State v. Wadsworth, 36663

Decision Date01 May 1968
Docket NumberNo. 36663,36663
Citation210 So.2d 4
PartiesSTATE of Florida, Petitioner, v. Edward Arthur WADSWORTH, Respondent.
CourtFlorida Supreme Court

Earl Faircloth, Atty. Gen., and Fred T. Gallagher, Asst. Atty. Gen., for petitioner.

Sholts & Adams, West Palm Beach, for respondent.

ROBERTS, Justice.

This cause is before the court for review, on direct conflict grounds, of a decision of the District Court of Appeal, Fourth District, in Wadsworth v. State, Fla.App.1967, 201 So.2d 836.

The respondent-defendant was convicted by a jury and adjudged guilty of the offense of manslaughter by an intoxicated motorist as denounced by Section 860.01, Fla.Stat., F.S.A. several witnesses--police officers and others--testified that the defendant was intoxicated at the time of the accident. It was also shown that a miniature vodka bottle was found in defendant's car following the collision. The defendant entered a plea of not guilty to the charge. His attorney cross-examined the State's witnesses; however, the defendant did not take the stand in his own defense nor offer any evidence whatever to rebut the charge against him.

On appeal, a majority of the appellate court were of the opinion that the judgment of conviction should be reversed because of harmful error in admitting into evidence the testimony of one Laken. This testimony is summarized as follows in the majority opinion:

'Louis Laken testified that he was a sales clerk in a retail liquor store. He stated that Wadsworth came in the liquor store two or three times a week for a period of over two years prior to the fatal collision and purchased miniature bottles of vodka. Laken further testified that Wadsworth, while making these purchases, stated that he (Wadsworth) 'had a problem.' Defendant's counsel made timely and appropriate objection and also moved for a mistrial but to no avail.

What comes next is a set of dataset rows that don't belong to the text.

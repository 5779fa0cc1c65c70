//! Risk assessments and mitigating controls

use crate::{RiskAssessmentId, RiskControlId, TenantId};
use chrono::{DateTime, Utc};
use continuity_scoring::{ControlAttributes, ControlScore, ResidualRisk};
use serde::{Deserialize, Serialize};

/// Lowest value on the probability/impact matrix
pub const RISK_SCALE_MIN: u32 = 1;

/// Highest value on the probability/impact matrix
pub const RISK_SCALE_MAX: u32 = 5;

/// Quantitative risk record with inherent and residual exposure
#[derive(Clone, Debug, Serialize, Deserialize)]
#[serde(rename_all = "camelCase")]
pub struct RiskAssessment {
    pub id: RiskAssessmentId,
    pub tenant_id: TenantId,
    pub title: String,
    pub probability_before: u32,
    pub impact_before: u32,
    /// `probability_before * impact_before`, fixed at creation
    pub score_before: u32,
    pub probability_after: u32,
    pub impact_after: u32,
    pub score_after: u32,
    pub created_at: DateTime<Utc>,
    pub updated_at: DateTime<Utc>,
}

impl RiskAssessment {
    /// A new assessment starts with residual equal to inherent exposure
    pub fn new(
        tenant_id: TenantId,
        title: impl Into<String>,
        probability_before: u32,
        impact_before: u32,
        now: DateTime<Utc>,
    ) -> Self {
        let score_before = probability_before * impact_before;
        Self {
            id: RiskAssessmentId::generate(),
            tenant_id,
            title: title.into(),
            probability_before,
            impact_before,
            score_before,
            probability_after: probability_before,
            impact_after: impact_before,
            score_after: score_before,
            created_at: now,
            updated_at: now,
        }
    }

    pub fn residual(&self) -> ResidualRisk {
        ResidualRisk {
            probability: self.probability_after,
            impact: self.impact_after,
            score: self.score_after,
        }
    }

    pub fn set_residual(&mut self, residual: ResidualRisk, now: DateTime<Utc>) {
        self.probability_after = residual.probability;
        self.impact_after = residual.impact;
        self.score_after = residual.score;
        self.updated_at = now;
    }
}

/// A mitigating control attached to exactly one risk assessment
#[derive(Clone, Debug, Serialize, Deserialize)]
#[serde(rename_all = "camelCase")]
pub struct RiskControl {
    pub id: RiskControlId,
    pub tenant_id: TenantId,
    pub risk_assessment_id: RiskAssessmentId,
    pub description: String,
    #[serde(flatten)]
    pub attributes: ControlAttributes,
    /// Derived from `attributes`
    pub score: u32,
    /// Derived from `score`
    pub reduction_quadrants: u32,
    pub created_at: DateTime<Utc>,
    pub updated_at: DateTime<Utc>,
}

impl RiskControl {
    pub fn new(
        tenant_id: TenantId,
        risk_assessment_id: RiskAssessmentId,
        description: impl Into<String>,
        attributes: ControlAttributes,
        scored: ControlScore,
        now: DateTime<Utc>,
    ) -> Self {
        Self {
            id: RiskControlId::generate(),
            tenant_id,
            risk_assessment_id,
            description: description.into(),
            attributes,
            score: scored.score,
            reduction_quadrants: scored.quadrants,
            created_at: now,
            updated_at: now,
        }
    }
}

#[cfg(test)]
mod tests {
    use super::*;
    use continuity_scoring::*;

    #[test]
    fn test_new_assessment_residual_equals_inherent() {
        let risk = RiskAssessment::new(TenantId::new("acme"), "Data centre fire", 3, 5, Utc::now());
        assert_eq!(risk.score_before, 15);
        assert_eq!(risk.residual(), ResidualRisk { probability: 3, impact: 5, score: 15 });
    }

    #[test]
    fn test_control_flattens_attributes() {
        let attributes = ControlAttributes {
            control_type: ControlType::Detective,
            application_criteria: ApplicationCriteria::Random,
            documentation: Documentation::Partial,
            effectiveness: Effectiveness::NeedsImprovement,
            automation: Automation::Manual,
        };
        let control = RiskControl::new(
            TenantId::new("acme"),
            RiskAssessmentId::new("r1"),
            "Smoke detectors",
            attributes,
            score_control(&attributes),
            Utc::now(),
        );
        let json = serde_json::to_value(&control).unwrap();
        assert_eq!(json["controlType"], "DETECTIVE");
        assert_eq!(json["isDocumented"], "PARTIAL");
        assert_eq!(json["riskAssessmentId"], "r1");
        assert_eq!(json["score"], 55);
        assert_eq!(json["reductionQuadrants"], 0);
    }
}
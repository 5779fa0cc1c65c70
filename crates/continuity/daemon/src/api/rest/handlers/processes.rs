//! Process and BIA assessment handlers

use crate::api::rest::caller::Caller;
use crate::api::rest::state::AppState;
use crate::error::ApiResult;
use axum::{
    extract::{rejection::JsonRejection, Path, State},
    http::StatusCode,
    Json,
};
use continuity_engine::{NewBiaAssessment, NewProcess};
use continuity_types::{BiaAssessment, BusinessProcess, ProcessId};

pub async fn register_process(
    State(state): State<AppState>,
    caller: Caller,
    body: Result<Json<NewProcess>, JsonRejection>,
) -> ApiResult<(StatusCode, Json<BusinessProcess>)> {
    let Json(request) = body?;
    let process = state
        .core
        .processes()
        .register_process(&caller.tenant, request)
        .await?;
    Ok((StatusCode::CREATED, Json(process)))
}

pub async fn remove_process(
    State(state): State<AppState>,
    caller: Caller,
    Path(id): Path<String>,
) -> ApiResult<StatusCode> {
    state
        .core
        .processes()
        .remove_process(&caller.tenant, &ProcessId::new(id))
        .await?;
    Ok(StatusCode::NO_CONTENT)
}

pub async fn record_bia_assessment(
    State(state): State<AppState>,
    caller: Caller,
    body: Result<Json<NewBiaAssessment>, JsonRejection>,
) -> ApiResult<(StatusCode, Json<BiaAssessment>)> {
    let Json(request) = body?;
    let assessment = state
        .core
        .processes()
        .record_bia_assessment(&caller.tenant, request)
        .await?;
    Ok((StatusCode::CREATED, Json(assessment)))
}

'The unmistakable meaning and inference to be gained from Laken's testimony was that Wadsworth was a habitual and long time user of alcoholic beverages--that Wadsworth was an alcoholic--a drunkard. In sum, whatever else this might have been, it constituted a highly prejudicial assault upon the defendant's character.'

Before proceeding to a discussion of the point of law involved, it should be noted that we are not as sanguine as was the appellate court that defendant's 'problem' was alcoholism. The purchase of a miniature bottle (one and six-tenth ounces) of vodka two or three times a week seems to us to be more consistent with the necessity of concealing his purchases from a disapproving (or, perhaps, an alcoholic) wife than with the necessity of purchasing a sufficient quantity of liquor to satisfy the inordinate thirst of an alcoholic. For the purpose of this review, however, we assume, as we must, that the jury had the right to infer from Laken's testimony that defendant was an alcoholic.

The point of law with which we are here concerned arises from the appellate court's findings that the evidence that defendant was an alcoholic was not relevant to any issues before the court, and that its 'sole thrust' was at the character and propensity of the defendant. It was held that, in these circumstances, the Laken testimony was inadmissible under the rule of Williams v. State, Fla.1959, 110 So.2d 654. In Williams, this court re-stated the rule respecting the admissibility of evidence in terms of relevancy: Evidence which is relevant to any material issue is admissible unless the sole relevancy is to the character of the accused or his propensity toward crime. If these findings of a majority of the appellate court were correct, it is clear that, under the rule of the Williams case, the Laken testimony was properly held to be inadmissible.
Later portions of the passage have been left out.